## WORK TASK
The answer must be every line from the entries below that contains "marked".

__________________________________________________

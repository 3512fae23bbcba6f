/* ********************************************************************** **
**  This file is part of fcs2.                                            **
**                                                                        **
**  fcs2 is free software: you can redistribute it and/or modify it under **
**  the terms of the GNU General Public License as published by the Free  **
**  Software Foundation, either version 3 of the License, or (at your     **
**  option) any later version.                                            **
**                                                                        **
**      http://www.gnu.org/licenses/                                      **
**                                                                        **
** Do note that, while the whole of fcs2 is licensed under the GPL, many  **
** parts of it are licensed under more permissive terms.                  **
** ********************************************************************** */

/// Tracks a value together with the last value that was communicated to the
/// external library, so that redundant communication can be skipped.
///
/// Possible states for the members:
///
/// ```text
///  dirty:       clean:       when
///  Some(s)       None       dirty, and has never been clean.
///  Some(s)      Some(s)     dirty, but has been clean in the past.
///   None        Some(s)     currently clean.
/// ```
pub(crate) struct MaybeDirty<T> {
    /// new data that has not been marked clean.
    dirty: Option<T>,
    /// the last data marked clean.
    clean: Option<T>,
}

impl<T> MaybeDirty<T> {
    pub(crate) fn new_dirty(x: T) -> MaybeDirty<T> {
        MaybeDirty {
            dirty: Some(x),
            clean: None,
        }
    }

    pub(crate) fn get(&self) -> &T
    { self.dirty.as_ref().or(self.clean.as_ref()).unwrap() }

    /// Get a mutable reference. This automatically marks the value as dirty.
    pub(crate) fn get_mut(&mut self) -> &mut T
    where T: Clone,
    {
        if self.dirty.is_none() {
            self.dirty = self.clean.clone();
        }
        self.dirty.as_mut().unwrap()
    }

    pub(crate) fn mark_clean(&mut self) {
        assert!(self.dirty.is_some() || self.clean.is_some());

        if self.dirty.is_some() {
            self.clean = self.dirty.take();
        }

        assert!(self.dirty.is_none());
        assert!(self.clean.is_some());
    }

    /// Test whether `f(x)` differs between the current value and the last
    /// clean value. If nothing was ever clean, every projection is dirty.
    pub(crate) fn is_projection_dirty<K: ?Sized + PartialEq>(
        &self,
        mut f: impl FnMut(&T) -> &K,
    ) -> bool {
        match (&self.clean, &self.dirty) {
            (Some(clean), Some(dirty)) => f(clean) != f(dirty),
            (None, Some(_)) => true,
            (Some(_), None) => false,
            (None, None) => unreachable!(),
        }
    }
}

__________________________________________________

## RESPONSE AREA
    /// new data that has not been marked clean.
    /// the last data marked clean.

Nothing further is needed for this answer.